Klonowanie DNA: definicja, proces, przykłady

Możliwe jest klonowanie całych organizmów, takich jak owca Dolly, ale klonowanie DNA jest inne. Wykorzystuje techniki biologii molekularnej, aby identyczne kopie sekwencji DNA lub pojedyncze geny.

Za pomocą metod inżynierii genetycznej identyfikuje się i izoluje segmenty kodu genetycznego DNA. Klonowanie DNA następnie kopiuje kwasu nukleinowego sekwencje w segmentach.
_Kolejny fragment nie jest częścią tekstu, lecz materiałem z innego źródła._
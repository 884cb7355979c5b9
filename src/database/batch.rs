// Copyright 2024-2026 The dota-archive authors.
// This file is part of dota-archive.

// dota-archive is free software: you can redistribute it and/or modify
// it under the terms of the GNU General Public License as published by
// the Free Software Foundation, either version 3 of the License, or
// (at your option) any later version.

// dota-archive is distributed in the hope that it will be useful,
// but WITHOUT ANY WARRANTY; without even the implied warranty of
// MERCHANTABILITY or FITNESS FOR A PARTICULAR PURPOSE.  See the
// GNU General Public License for more details.
// You should have received a copy of the GNU General Public License
// along with dota-archive.  If not, see <http://www.gnu.org/licenses/>.

//! Chunked multi-row INSERT statements for the bulk rebuild path.
//!
//! Rebuilding aggregates for a full datastore writes on the order of a
//! million pair rows; binding them one statement at a time dominates the
//! transaction. All bulk-written values here are integers, so they are
//! rendered straight into the statement text (no placeholders) and flushed in
//! fixed-size chunks, one statement per chunk.

use sqlx::any::AnyConnection;

use crate::error::Result;

// Large enough to amortize statement overhead, small enough to stay clear of
// both engines' statement-size limits at ~20 digits per value.
const ROWS_PER_STATEMENT: usize = 500;

pub struct Batch {
	name: &'static str,
	leading: String,
	statements: Vec<String>,
	current: String,
	rows_in_current: usize,
	len: usize,
}

impl Batch {
	/// `leading` is the `INSERT INTO t (cols) VALUES ` prefix of every chunk.
	pub fn new(name: &'static str, leading: &str) -> Self {
		Self {
			name,
			leading: leading.to_owned(),
			statements: Vec::new(),
			current: leading.to_owned(),
			rows_in_current: 0,
			len: 0,
		}
	}

	/// Append one `(v1, v2, …)` tuple, starting a new statement when the
	/// current chunk is full.
	pub fn row(&mut self, values: &[i64]) -> Result<()> {
		if self.rows_in_current == ROWS_PER_STATEMENT {
			let full = std::mem::replace(&mut self.current, self.leading.clone());
			self.statements.push(full);
			self.rows_in_current = 0;
		}
		if self.rows_in_current > 0 {
			self.current.push(',');
		}
		self.current.push('(');
		for (i, value) in values.iter().enumerate() {
			if i > 0 {
				self.current.push(',');
			}
			itoa::fmt(&mut self.current, *value)?;
		}
		self.current.push(')');
		self.rows_in_current += 1;
		self.len += 1;
		Ok(())
	}

	pub async fn execute(mut self, conn: &mut AnyConnection) -> Result<u64> {
		if self.rows_in_current > 0 {
			self.statements.push(self.current);
		}
		let mut rows_affected = 0;
		for statement in &self.statements {
			rows_affected += sqlx::query(statement.as_str()).execute(&mut *conn).await?.rows_affected();
		}
		log::debug!("bulk insert into {}: {} rows in {} statements", self.name, self.len, self.statements.len());
		Ok(rows_affected)
	}

	pub fn len(&self) -> usize {
		self.len
	}
}
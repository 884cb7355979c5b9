// Copyright 2024-2026 The dota-archive authors.
// This file is part of dota-archive.

// dota-archive is free software: you can redistribute it and/or modify
// it under the terms of the GNU General Public License as published by
// the Free Software Foundation, either version 3 of the License, or
// (at your option) any later version.

// dota-archive is distributed in the hope that it will be useful,
// but WITHOUT ANY WARRANTY; without even the implied warranty of
// MERCHANTABILITY or FITNESS FOR A PARTICULAR PURPOSE.  See the
// GNU General Public License for more details.
// You should have received a copy of the GNU General Public License
// along with dota-archive.  If not, see <http://www.gnu.org/licenses/>.

//! Counter and synergy rankings derived from stored pair aggregates.
//!
//! Pure functions: rows in, sorted boards out. The advantage metric is the
//! pair win rate minus the hero's base win rate, so a hero that wins 60% of
//! everything does not read as "countered" by an opponent it beats 55% of
//! the time.

use std::cmp::Ordering;

use crate::database::models::{round4, HeroPairStat};

/// Base win rate assumed when the hero has no recorded games.
const NEUTRAL_BASE: f64 = 0.5;

/// A pair row enriched with the signed advantage against the base win rate.
#[derive(Clone, Copy, Debug, PartialEq)]
pub struct RankedPair {
	pub hero_id: i32,
	pub games: i64,
	pub wins: i64,
	pub wr_vs: f64,
	pub advantage: f64,
}

/// Opponents split by sign of advantage: `counters` beat the hero more than
/// its base win rate predicts, `victims` less.
#[derive(Clone, Debug, Default)]
pub struct CounterBoard {
	/// Worst matchups first (most negative advantage).
	pub counters: Vec<RankedPair>,
	/// Best matchups first (largest advantage).
	pub victims: Vec<RankedPair>,
}

/// Allies split the same way.
#[derive(Clone, Debug, Default)]
pub struct SynergyBoard {
	pub best_allies: Vec<RankedPair>,
	pub worst_allies: Vec<RankedPair>,
}

pub fn rank_counters(rows: &[HeroPairStat], base_winrate: Option<f64>, limit: usize) -> CounterBoard {
	let (negative, non_negative) = split_by_advantage(rows, base_winrate, limit);
	CounterBoard { counters: negative, victims: non_negative }
}

pub fn rank_synergies(rows: &[HeroPairStat], base_winrate: Option<f64>, limit: usize) -> SynergyBoard {
	let (negative, non_negative) = split_by_advantage(rows, base_winrate, limit);
	SynergyBoard { best_allies: non_negative, worst_allies: negative }
}

/// Returns `(advantage < 0 ascending, advantage >= 0 descending)`, each
/// truncated to `limit`. Sorts are stable, so ties keep query order.
fn split_by_advantage(
	rows: &[HeroPairStat],
	base_winrate: Option<f64>,
	limit: usize,
) -> (Vec<RankedPair>, Vec<RankedPair>) {
	let base = base_winrate.unwrap_or(NEUTRAL_BASE);

	let mut negative = Vec::new();
	let mut non_negative = Vec::new();
	for row in rows {
		let entry = RankedPair {
			hero_id: row.hero_id,
			games: row.games,
			wins: row.wins,
			wr_vs: row.wr_vs,
			advantage: round4(row.wr_vs - base),
		};
		if entry.advantage < 0.0 {
			negative.push(entry);
		} else {
			non_negative.push(entry);
		}
	}

	negative.sort_by(|a, b| a.advantage.partial_cmp(&b.advantage).unwrap_or(Ordering::Equal));
	negative.truncate(limit);
	non_negative.sort_by(|a, b| b.advantage.partial_cmp(&a.advantage).unwrap_or(Ordering::Equal));
	non_negative.truncate(limit);
	(negative, non_negative)
}
// Copyright 2024-2026 The dota-archive authors.
// This file is part of dota-archive.

// dota-archive is free software: you can redistribute it and/or modify
// it under the terms of the GNU General Public License as published by
// the Free Software Foundation, either version 3 of the License, or
// (at your option) any later version.

// dota-archive is distributed in the hope that it will be useful,
// but WITHOUT ANY WARRANTY; without even the implied warranty of
// MERCHANTABILITY or FITNESS FOR A PARTICULAR PURPOSE.  See the
// GNU General Public License for more details.
// You should have received a copy of the GNU General Public License
// along with dota-archive.  If not, see <http://www.gnu.org/licenses/>.

//! Row types read back out of the datastore.

use crate::error::Result;

/// Round a derived rate to four decimals, the precision served to readers.
pub fn round4(value: f64) -> f64 {
	(value * 10_000.0).round() / 10_000.0
}

/// Per-hero running totals from `hero_stats`.
#[derive(Clone, Copy, Debug, sqlx::FromRow)]
pub struct HeroStatRow {
	pub hero_id: i32,
	pub games: i64,
	pub wins: i64,
}

/// One canonical pair row from `hero_matchups`. `wins_a` counts wins by
/// `hero_a`, the smaller ID.
#[derive(Clone, Copy, Debug, sqlx::FromRow)]
pub struct MatchupPairRow {
	pub hero_a: i32,
	pub hero_b: i32,
	pub games: i64,
	pub wins_a: i64,
}

impl MatchupPairRow {
	/// Wins from `hero_id`'s side of this pair.
	pub fn wins_for(&self, hero_id: i32) -> i64 {
		if self.hero_a == hero_id {
			self.wins_a
		} else {
			self.games - self.wins_a
		}
	}

	pub fn opponent_of(&self, hero_id: i32) -> i32 {
		if self.hero_a == hero_id {
			self.hero_b
		} else {
			self.hero_a
		}
	}
}

/// One canonical pair row from `hero_synergy`. Both heroes share a team, so
/// `wins` counts wins for either of them.
#[derive(Clone, Copy, Debug, sqlx::FromRow)]
pub struct SynergyPairRow {
	pub hero_a: i32,
	pub hero_b: i32,
	pub games: i64,
	pub wins: i64,
}

impl SynergyPairRow {
	pub fn ally_of(&self, hero_id: i32) -> i32 {
		if self.hero_a == hero_id {
			self.hero_b
		} else {
			self.hero_a
		}
	}
}

/// A matchup or synergy row resolved from one hero's point of view:
/// `hero_id` is the opposing (or allied) hero and `wr_vs` that hero-pair's
/// win rate for the queried hero, rounded to four decimals.
#[derive(Clone, Copy, Debug, PartialEq)]
pub struct HeroPairStat {
	pub hero_id: i32,
	pub games: i64,
	pub wins: i64,
	pub wr_vs: f64,
}

impl HeroPairStat {
	pub fn new(hero_id: i32, games: i64, wins: i64) -> Self {
		let wr_vs = if games > 0 { round4(wins as f64 / games as f64) } else { 0.0 };
		Self { hero_id, games, wins, wr_vs }
	}
}

/// One row of the external opponent-aggregate cache.
#[derive(Clone, Debug, PartialEq, sqlx::FromRow)]
pub struct OpponentCacheRow {
	pub opponent_hero_id: i32,
	pub games: i64,
	pub wins: i64,
	pub winrate: f64,
	pub updated_at: i64,
}

/// The slice of a stored match the aggregate rebuild reads back.
#[derive(Clone, Debug, sqlx::FromRow)]
pub struct RebuildSourceRow {
	pub radiant_win: i32,
	pub radiant_heroes: String,
	pub dire_heroes: String,
}

impl RebuildSourceRow {
	pub fn decode(&self) -> Result<(bool, Vec<i32>, Vec<i32>)> {
		Ok((self.radiant_win != 0, decode_heroes(&self.radiant_heroes)?, decode_heroes(&self.dire_heroes)?))
	}
}

/// Hero-list columns are stored as JSON-encoded integer arrays, readable by
/// both supported engines and by external tooling.
pub fn encode_heroes(heroes: &[i32]) -> Result<String> {
	Ok(serde_json::to_string(heroes)?)
}

pub fn decode_heroes(raw: &str) -> Result<Vec<i32>> {
	Ok(serde_json::from_str(raw)?)
}
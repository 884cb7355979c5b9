// Copyright 2024-2026 The dota-archive authors.
// This file is part of dota-archive.

// dota-archive is free software: you can redistribute it and/or modify
// it under the terms of the GNU General Public License as published by
// the Free Software Foundation, either version 3 of the License, or
// (at your option) any later version.

// dota-archive is distributed in the hope that it will be useful,
// but WITHOUT ANY WARRANTY; without even the implied warranty of
// MERCHANTABILITY or FITNESS FOR A PARTICULAR PURPOSE.  See the
// GNU General Public License for more details.
// You should have received a copy of the GNU General Public License
// along with dota-archive.  If not, see <http://www.gnu.org/licenses/>.

//! TTL-bounded cache of the provider's per-hero opponent aggregates.
//!
//! A soft cache: user-facing reads prefer stale rows over no rows, so a
//! provider outage degrades to slightly old numbers instead of an error, as
//! long as the hero has been looked up before.

use std::{cmp::Ordering, sync::Arc, time::Duration};

use chrono::Utc;

use crate::{
	database::{
		models::{round4, OpponentCacheRow},
		Database,
	},
	error::Result,
	governor::RateGovernor,
	provider::MatchSource,
};

pub struct OpponentStatsCache {
	db: Database,
	source: Arc<dyn MatchSource>,
	ttl: Duration,
	governor: Option<Arc<RateGovernor>>,
}

impl OpponentStatsCache {
	pub fn new(db: Database, source: Arc<dyn MatchSource>, ttl: Duration) -> Self {
		Self { db, source, ttl, governor: None }
	}

	/// Route refresh calls through the shared provider budget. Reads served
	/// from cache are unaffected.
	pub fn with_governor(mut self, governor: Arc<RateGovernor>) -> Self {
		self.governor = Some(governor);
		self
	}

	/// Cached opponent rows for `hero_id`, best winrate first.
	///
	/// Fresh cache rows are returned as-is. Expired or missing rows trigger a
	/// provider refresh that atomically replaces the hero's rows; if the
	/// provider fails and stale rows exist, those are returned instead.
	pub async fn get(&self, hero_id: i32) -> Result<Vec<OpponentCacheRow>> {
		let cached = self.db.opponent_cache_rows(hero_id).await?;
		let now = Utc::now().timestamp();
		let newest = cached.iter().map(|row| row.updated_at).max();
		let fresh = newest.map(|at| now - at < self.ttl.as_secs() as i64).unwrap_or(false);

		if fresh && !cached.is_empty() {
			log::info!("opponent cache HIT hero_id={} ({} rows)", hero_id, cached.len());
			return Ok(cached);
		}
		log::info!("opponent cache MISS hero_id={}, refreshing from provider", hero_id);

		if let Some(governor) = &self.governor {
			governor.acquire().await;
		}
		let fetched = match self.source.fetch_hero_opponent_aggregates(hero_id).await {
			Ok(entries) => entries,
			Err(err) => {
				if !cached.is_empty() {
					log::warn!(
						"opponent cache refresh failed for hero_id={} ({}), serving {} stale rows",
						hero_id,
						err,
						cached.len()
					);
					return Ok(cached);
				}
				return Err(err);
			}
		};

		let mut rows: Vec<OpponentCacheRow> = fetched
			.into_iter()
			.filter_map(|entry| {
				let opponent_hero_id = entry.hero_id.filter(|&id| id > 0)?;
				if entry.games_played <= 0 {
					return None;
				}
				Some(OpponentCacheRow {
					opponent_hero_id,
					games: entry.games_played,
					wins: entry.wins,
					winrate: round4(entry.wins as f64 / entry.games_played as f64),
					updated_at: now,
				})
			})
			.collect();
		rows.sort_by(|a, b| b.winrate.partial_cmp(&a.winrate).unwrap_or(Ordering::Equal));

		self.db.replace_opponent_cache(hero_id, &rows).await?;
		log::info!("opponent cache stored {} rows for hero_id={}", rows.len(), hero_id);
		Ok(rows)
	}
}
//! Gatehouse demo binary
//!
//! With `SUPABASE_URL` and `SUPABASE_ANON_KEY` set (or in `.env`), resolves
//! the session against the real project. Pass the URL the OAuth flow
//! redirected to as the first argument to complete a sign-in.
//!
//! Without them, runs the same store against in-memory providers and walks
//! through sign-in, onboarding and sign-out.

use gatehouse_session::mocks::{MockIdentityProvider, MockProfileRepository};
use gatehouse_session::providers::supabase::SupabaseClient;
use gatehouse_session::{
    AuthConfig, AuthStore, IdentityId, IdentityProvider, Profile, ProfileRepository, RouteGuard,
    Session, SessionEnvironment, SessionUser, SupabaseConfig,
};
use std::time::Duration;
use tracing_subscriber::{layer::SubscriberExt, util::SubscriberInitExt};

#[tokio::main]
async fn main() -> anyhow::Result<()> {
    let _ = dotenvy::dotenv();

    tracing_subscriber::registry()
        .with(
            tracing_subscriber::EnvFilter::try_from_default_env()
                .unwrap_or_else(|_| "info,gatehouse_session=debug".into()),
        )
        .with(tracing_subscriber::fmt::layer())
        .init();

    let config = AuthConfig::from_env();

    match SupabaseConfig::from_env() {
        Ok(supabase) => run_against_supabase(supabase, config).await,
        Err(error) => {
            tracing::info!(%error, "Supabase not configured, using in-memory providers");
            run_in_memory(config).await
        },
    }
}

async fn run_against_supabase(supabase: SupabaseConfig, config: AuthConfig) -> anyhow::Result<()> {
    println!("=== Gatehouse: Supabase project {} ===\n", supabase.url);

    let client = SupabaseClient::new(supabase);
    let auth = AuthStore::new(SessionEnvironment::new(client.clone(), client.clone(), config));
    auth.initialize().await?;
    print_routes(&auth);

    match std::env::args().nth(1) {
        Some(redirect_url) => {
            let session = client.complete_oauth_redirect(&redirect_url).await?;
            println!("\n>>> Signed in as {}", session.identity());
            settle(&auth).await;
            print_routes(&auth);
        },
        None => {
            let redirect = auth.sign_in_with_google().await?;
            println!("\nTo sign in, open:\n  {}", redirect.url);
            println!("then run again with the URL you were sent back to.");
        },
    }

    auth.shutdown().await?;
    Ok(())
}

async fn run_in_memory(config: AuthConfig) -> anyhow::Result<()> {
    println!("=== Gatehouse: in-memory providers ===\n");

    let identity = MockIdentityProvider::new();
    let profiles = MockProfileRepository::new();
    let auth = AuthStore::new(SessionEnvironment::new(
        identity.clone(),
        profiles.clone(),
        config,
    ));

    auth.initialize().await?;
    print_routes(&auth);

    let id = IdentityId::new();
    let redirect = auth.sign_in_with_google().await?;
    println!("\n>>> OAuth redirect prepared: {}", redirect.url);
    println!(">>> Provider reports sign-in for {id}");
    identity.sign_in_as(Session::new(
        SessionUser::new(id).with_display_name("Ada Lovelace"),
        "demo-token",
    ));
    settle(&auth).await;
    print_routes(&auth);

    println!("\n>>> Onboarding questionnaire submitted");
    profiles.insert(Profile::new(id).onboarded().with_full_name("Ada Lovelace"));
    auth.refresh_profile().await?;
    print_routes(&auth);

    println!("\n>>> Signing out");
    auth.sign_out().await?;
    print_routes(&auth);

    auth.shutdown().await?;
    Ok(())
}

/// Wait for the store to pick up a provider change and finish its lookup.
async fn settle<P, R>(auth: &AuthStore<P, R>)
where
    P: IdentityProvider + Clone + 'static,
    R: ProfileRepository + Clone + 'static,
{
    let mut snapshots = auth.watch();
    let settled = tokio::time::timeout(
        Duration::from_secs(10),
        snapshots.wait_for(|state| state.session.is_some() && !state.is_loading()),
    )
    .await;

    if settled.is_err() {
        tracing::warn!("Gave up waiting for the session to settle");
    }
}

fn print_routes<P, R>(auth: &AuthStore<P, R>)
where
    P: IdentityProvider + Clone + 'static,
    R: ProfileRepository + Clone + 'static,
{
    let snapshot = auth.snapshot();
    let routes = &auth.config().routes;

    println!("phase: {:?}", snapshot.phase());
    if let Some(session) = &snapshot.session {
        println!(
            "  signed in: {} ({})",
            session.identity(),
            session.user.display_name.as_deref().unwrap_or("no name")
        );
    }
    if let Some(error) = snapshot.last_error {
        println!("  last error: {error}");
    }
    for (path, guard) in [
        (routes.home.as_str(), RouteGuard::protected()),
        (routes.onboarding.as_str(), RouteGuard::onboarding()),
        (routes.login.as_str(), RouteGuard::public_only()),
    ] {
        println!("  {path:<28} → {:?}", auth.guard(guard));
    }
}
Powstałe identyczne kopie można wykorzystać do dalszych badań lub do zastosowań biotechnologicznych. Często kopiowany gen koduje białko, które może stanowić część leczenia medycznego. Technologia DNA, w tym Klonowanie DNA wspiera zrozumienie, jak działają geny i jak kod genetyczny człowieka wpływa na funkcjonowanie organizmu.

Klonowanie DNA: definicja i przegląd procesu

Klonowanie DNA to proces biologii molekularnej polegający na tworzeniu identycznych kopii segmentów DNA znajdujących się w chromosomach zawierających kod genetyczny zaawansowanych organizmów.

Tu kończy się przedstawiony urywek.